Quando o game vira porta de entrada para a leitura: iniciativa em comunidade do interior do RJ mostra caminhos para formar novos leitores

Por Camila Del Nero | BookInfo
Em uma Game House localizada em Itatiaia, no interior do Rio de Janeiro, uma iniciativa criada pelo empresário e criador de conteúdo William Santos vem transformando a relação de crianças e adolescentes com a leitura. A proposta, chamada de “troca da hora”, oferece tempo gratuito de jogo para jovens que dedicam alguns minutos à leitura e registram, em um breve resumo, o que compreenderam do conteúdo. A ideia nasceu de uma memória pessoal marcada pela falta de acesso. “Na minha infância eu fui essa criança que passava muita vontade, principalmente com respeito aos games. Eu nunca tive um videogame próprio, então sempre recorria a fliperamas e lan houses, e quase sempre era só para ficar olhando”, conta. Ao perceber que a mesma realidade se repetia entre os frequentadores de sua Game House, muitos deles sem recursos sequer para pagar uma hora de jogo, decidiu transformar a leitura em uma alternativa concreta de acesso. “Resolvi criar a troca da hora, que é basicamente a criança ler um determinado período de tempo para poder ganhar um período de game play.”

No início, a proposta gerou estranhamento. Muitos jovens não compreendiam como funcionava a dinâmica e demonstravam surpresa diante da ideia de ler como condição para jogar. Com o tempo, porém, o processo de adaptação deu lugar ao engajamento, especialmente entre aqueles que enfrentam maiores limitações financeiras. William passou a observar mudanças significativas no comportamento dos frequentadores. Alguns jovens, que antes apenas observavam os outros jogarem, agora chegam com o objetivo de ler. “Eles perguntam se tem livro novo, demonstram curiosidade e vontade de conhecer outros exemplares. Já existe um interesse maior e uma relação diferente com os livros”, relata. O movimento evidencia como o acesso, aliado a um incentivo significativo, pode contribuir para o desenvolvimento gradual do hábito de leitura, especialmente em contextos onde o livro não faz parte da rotina cotidiana.
A experiência também reforça o papel do ambiente na formação de leitores. Ao inserir o livro em um espaço familiar e atrativo, a leitura deixa de ser percebida como uma obrigação distante e passa a integrar uma atividade desejada.

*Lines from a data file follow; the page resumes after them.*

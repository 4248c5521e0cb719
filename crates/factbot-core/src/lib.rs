//! FactBot Core
//!
//! Core types, traits, and utilities shared across FactBot components.
//!
//! This crate provides:
//! - Conversation types (`Exchange`, `Role`) and the per-stage `ConversationState`
//! - Message types flowing from the chat gateway into the pipeline
//! - The `Verdict` produced by each classification stage
//! - Error types and result handling
//! - Collaborator traits for the completion backend and the chat gateway

pub mod completion;
pub mod conversation;
pub mod error;
pub mod gateway;
pub mod types;
pub mod verdict;

pub use completion::{CompletionClient, CompletionRequest};
pub use conversation::{ConversationSnapshot, ConversationState};
pub use error::{Error, Result};
pub use gateway::ChatGateway;
pub use types::{Exchange, InboundMessage, PendingMessage, Role};
pub use verdict::{Verdict, VerdictTag};

/// Prelude module for convenient imports
pub mod prelude {
    pub use crate::completion::{CompletionClient, CompletionRequest};
    pub use crate::error::{Error, Result};
    pub use crate::gateway::ChatGateway;
    pub use crate::types::{Exchange, PendingMessage, Role};
    pub use crate::verdict::{Verdict, VerdictTag};
}
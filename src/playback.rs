//! Playback event sinks
//!
//! There is no audio backend; playing a tree reports each leaf track it
//! reaches to a [`PlaybackSink`]. [`LogSink`] is the production sink,
//! [`MemorySink`] records events for tests and dry runs.

/// Receiver for playback events produced by [`crate::Playable::play`]
pub trait PlaybackSink {
    /// Called once for every leaf track played, in playback order
    fn track_started(&mut self, name: &str, speed: f32);
}

/// Sink that emits one log line per played track
#[derive(Debug, Default)]
pub struct LogSink;

impl LogSink {
    pub fn new() -> Self {
        Self
    }
}

impl PlaybackSink for LogSink {
    fn track_started(&mut self, name: &str, speed: f32) {
        log::info!("Playing '{}' at {:.2}x", name, speed);
    }
}

/// A single recorded playback event
#[derive(Debug, Clone, PartialEq)]
pub struct PlaybackEvent {
    /// Track name as reported by the leaf
    pub name: String,

    /// Speed multiplier at play time
    pub speed: f32,
}

/// Sink that records events in memory
#[derive(Debug, Default)]
pub struct MemorySink {
    events: Vec<PlaybackEvent>,
}

impl MemorySink {
    pub fn new() -> Self {
        Self::default()
    }

    /// Events recorded so far, in playback order
    pub fn events(&self) -> &[PlaybackEvent] {
        &self.events
    }

    /// Names of the recorded events, in playback order
    pub fn names(&self) -> Vec<&str> {
        self.events.iter().map(|event| event.name.as_str()).collect()
    }
}

impl PlaybackSink for MemorySink {
    fn track_started(&mut self, name: &str, speed: f32) {
        self.events.push(PlaybackEvent {
            name: name.to_string(),
            speed,
        });
    }
}
use anyhow::Result;
use clap::Parser;
use mixtape::{LogSink, Playable, Playlist, Track};

#[derive(Parser, Debug)]
#[command(name = "mixtape")]
#[command(about = "Build and play a sample nested playlist", long_about = None)]
struct Args {
    /// Playback speed applied to the whole tree
    #[arg(short = 's', long, default_value = "0.25")]
    speed: f32,

    /// Verbose logging
    #[arg(short = 'v', long)]
    verbose: bool,
}

fn main() -> Result<()> {
    let args = Args::parse();

    // Initialize logging
    let log_level = if args.verbose { "debug" } else { "info" };
    env_logger::Builder::from_env(env_logger::Env::default().default_filter_or(log_level)).init();

    let mut rock = Playlist::new("Rock")?;
    rock.add(Track::new("Nothing else matters")?.into_handle())?;
    rock.add(Track::new("Sultans of swing")?.into_handle())?;

    let mut study = Playlist::new("Study")?;
    study.add(Track::new("Design Patterns")?.into_handle())?;
    study.add(Track::new("Software Architecture")?.into_handle())?;
    study.add(rock.into_handle())?;

    study.set_playback_speed(args.speed)?;

    log::info!(
        "Playing playlist '{}' ({} entries) at {}x",
        study.name(),
        study.len(),
        args.speed
    );

    let mut sink = LogSink::new();
    study.play(&mut sink);

    Ok(())
}
use super::item::{validate_speed, Playable, PlayableHandle};
use crate::error::{Error, Result};
use crate::playback::PlaybackSink;
use std::cell::RefCell;
use std::rc::Rc;

/// A terminal playable unit: a single named track with a speed multiplier
#[derive(Debug, Clone)]
pub struct Track {
    /// Display name, fixed at construction
    name: String,

    /// Playback speed multiplier (1.0 = normal)
    speed: f32,
}

impl Track {
    /// Speed of a freshly created track
    pub const DEFAULT_SPEED: f32 = 1.0;

    /// Create a track with the given name at normal speed
    pub fn new(name: impl Into<String>) -> Result<Self> {
        let name = name.into();
        if name.is_empty() {
            return Err(Error::EmptyName);
        }
        Ok(Self {
            name,
            speed: Self::DEFAULT_SPEED,
        })
    }

    /// Wrap this track in a shared handle so playlists can reference it
    pub fn into_handle(self) -> PlayableHandle {
        Rc::new(RefCell::new(self))
    }

    /// Current playback speed multiplier
    pub fn speed(&self) -> f32 {
        self.speed
    }
}

impl Playable for Track {
    fn play(&self, sink: &mut dyn PlaybackSink) {
        sink.track_started(&self.name, self.speed);
    }

    fn set_playback_speed(&mut self, speed: f32) -> Result<()> {
        validate_speed(speed)?;
        self.speed = speed;
        Ok(())
    }

    fn name(&self) -> &str {
        &self.name
    }
}
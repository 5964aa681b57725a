//! Playlist tree data model
//!
//! Defines the playable capability shared by all tree nodes, the `Track`
//! leaf and the `Playlist` composite. The model is independent of any
//! playback backend; see [`crate::playback`] for event sinks.

mod item;
mod playlist;
mod track;

pub use item::{Playable, PlayableHandle, PlaylistId};
pub use playlist::Playlist;
pub use track::Track;
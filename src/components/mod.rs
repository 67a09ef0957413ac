//! Layout of every component kind.
//!
//! Each submodule turns a resolved style into the named sub-parts of one
//! kind. Nothing here reads the registry: the factory resolves styles first
//! and hands the result down.

mod black_hole;
mod brane_pair;
mod bubble;
mod plots;
mod tables;

pub(crate) use tables::CELLS;

#[cfg(test)]
pub(crate) use plots::{FALSE_VACUUM, NUCLEATION_RADIUS};

use crate::assets::AssetLoader;
use crate::component::{Component, ComponentType};
use crate::error::Result;
use crate::geometry::{Paint, Point, SceneNode, Shape};
use crate::style::{Color, KindDefaults, StyleSnapshot};

/// Build the sub-parts of `component_type` from `style`
pub(crate) fn layout(
    component_type: ComponentType,
    style: &KindDefaults,
    assets: &AssetLoader,
) -> Result<Component> {
    let snapshot = StyleSnapshot::capture(style, component_type.style_kinds());
    match component_type {
        ComponentType::Bubble(variant) => bubble::layout(variant, style, assets, snapshot),
        ComponentType::BlackHole(variant) => Ok(black_hole::layout(variant, style, snapshot)),
        ComponentType::BranePair(variant) => Ok(brane_pair::layout(variant, style, snapshot)),
        ComponentType::TableEmbedding(layout) => {
            Ok(tables::embedding(layout, &style.table, snapshot))
        }
        ComponentType::TableSummary => Ok(tables::summary(&style.table, snapshot)),
        ComponentType::TableEnergyScales => Ok(tables::energy_scales(&style.table, snapshot)),
        ComponentType::Plot(kind, framing) => Ok(plots::layout(kind, framing, &style.plot, snapshot)),
    }
}

/// Solid text label
fn text(content: &str, position: Point, font_size: f64, color: Color) -> SceneNode {
    SceneNode::shape(Shape::label(content, position, font_size), Paint::fill(color, 1.0))
}

fn rounded_rect(center: Point, width: f64, height: f64, corner_radii: [f64; 4]) -> Shape {
    Shape::RoundedRect {
        center,
        width,
        height,
        corner_radii,
    }
}

#[cfg(test)]
mod tests {
    use super::*;

    #[test]
    fn test_every_catalogue_entry_lays_out() {
        let dir = tempfile::tempdir().unwrap();
        let figures = dir.path().join("figures");
        std::fs::create_dir_all(&figures).unwrap();
        std::fs::write(
            figures.join("weight.svg"),
            r#"<svg xmlns="http://www.w3.org/2000/svg" viewBox="0 0 50 100"></svg>"#,
        )
        .unwrap();
        let assets = AssetLoader::new(dir.path());
        let style = KindDefaults::default();

        for component_type in ComponentType::catalogue() {
            let component = layout(component_type, &style, &assets).unwrap();
            assert!(!component.parts().is_empty(), "{} has no parts", component_type);
            assert!(
                component.part(component_type.primary_part()).is_some(),
                "{} lacks its primary part",
                component_type
            );
            // nothing is realized until an animation says so
            for part in component.parts() {
                assert!(!part.node.is_visible(), "{} {:?} visible", component_type, part.name);
            }
        }
    }

    #[test]
    fn test_label_helper() {
        let node = text("k_{+}", Point::new(1.0, 2.0), 0.35, Color::WHITE);
        assert_eq!(node.center(), Point::new(1.0, 2.0));
        assert!(node.first_primitive().unwrap().paint.fill_color.is_some());
    }
}
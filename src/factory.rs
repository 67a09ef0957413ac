use crate::assets::AssetLoader;
use crate::component::{Component, ComponentType};
use crate::components;
use crate::error::Result;
use crate::registry::StyleRegistry;
use crate::style::StyleOverrides;
use rayon::prelude::*;
use tracing::debug;

/// Builds components from the registry's current defaults
pub struct ComponentFactory<'a> {
    registry: &'a StyleRegistry,
    assets: AssetLoader,
}

impl<'a> ComponentFactory<'a> {
    pub fn new(registry: &'a StyleRegistry, assets: AssetLoader) -> Self {
        Self { registry, assets }
    }

    pub fn assets(&self) -> &AssetLoader {
        &self.assets
    }

    /// Build a component of `kind` and `variant`.
    ///
    /// The style is the registry snapshot taken at call time with
    /// `overrides` layered on top; the registry itself is never touched.
    pub fn build(
        &self,
        kind: &str,
        variant: &str,
        overrides: Option<&StyleOverrides>,
    ) -> Result<Component> {
        let component_type = ComponentType::parse(kind, variant)?;
        self.build_typed(component_type, overrides)
    }

    pub fn build_typed(
        &self,
        component_type: ComponentType,
        overrides: Option<&StyleOverrides>,
    ) -> Result<Component> {
        let mut style = self.registry.snapshot();
        if let Some(overrides) = overrides.filter(|o| !o.is_empty()) {
            style = style.with_overrides(
                component_type.style_kinds(),
                overrides,
                &component_type.to_string(),
            )?;
        }

        let component = components::layout(component_type, &style, &self.assets)?;
        debug!(
            component = %component_type,
            parts = component.parts().len(),
            "built component"
        );
        Ok(component)
    }

    /// Every catalogue entry, built in parallel, in catalogue order
    pub fn build_gallery(&self) -> Result<Vec<Component>> {
        ComponentType::catalogue()
            .into_par_iter()
            .map(|component_type| self.build_typed(component_type, None))
            .collect()
    }
}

Segundo William, o impacto vai além da recompensa imediata e pode influenciar o comportamento a longo prazo. “Por mais que eles não tenham o hábito de ler ou acesso fácil a livros, aqui eles estão adquirindo um novo hábito. Eu acredito que, no futuro, eles vão ler não apenas pela recompensa, mas porque realmente estão gostando da leitura.” A iniciativa mostra que, quando associada a experiências positivas, a leitura pode se tornar parte do cotidiano de forma natural, especialmente entre crianças e adolescentes em fase de formação.

A relação entre leitura e cultura digital, muitas vezes tratada como concorrente, aparece, nesse contexto, como complementar. O próprio William atribui aos videogames o início de sua relação com a leitura. “Na época, para passar determinadas fases, eu precisava ler revistas que explicavam o que fazer. Isso acabou criando em mim um hábito e um gosto pela leitura.” Hoje, ele aplica essa lógica ao criar uma ponte entre o universo digital e o livro. “O que estou fazendo é assimilar uma coisa que eles gostam muito, que é jogar videogame, com uma coisa que eles precisam desenvolver, que é a leitura.” A experiência sugere que o desafio contemporâneo não está em competir com o digital, mas em integrar a leitura aos interesses e práticas que já fazem parte da vida dos jovens.
Após anos de convivência com crianças e adolescentes em sua Game House, William acredita que o incentivo adequado pode transformar comportamentos. “Se você propuser um desafio com uma recompensa que faça sentido para eles, eles vão se dedicar para cumprir.” Para ele, o modelo pode ser adaptado a diferentes contextos, desde ambientes familiares até espaços educacionais. Mais do que uma troca simbólica, a iniciativa revela uma estratégia eficaz de aproximação entre jovens e livros, baseada em acesso, significado e motivação.
A experiência observada em Itatiaia oferece uma perspectiva relevante para o ecossistema do livro e para todos os agentes envolvidos na formação de leitores. Ao transformar o game em porta de entrada para a leitura, a iniciativa evidencia que o incentivo adequado, aliado ao acesso e ao contexto, pode despertar o interesse e contribuir para a construção de novos hábitos. Em um cenário marcado pela predominância das telas, experiências como essa indicam que o caminho para a leitura pode estar, justamente, na capacidade de dialogar com a realidade e os interesses das novas gerações.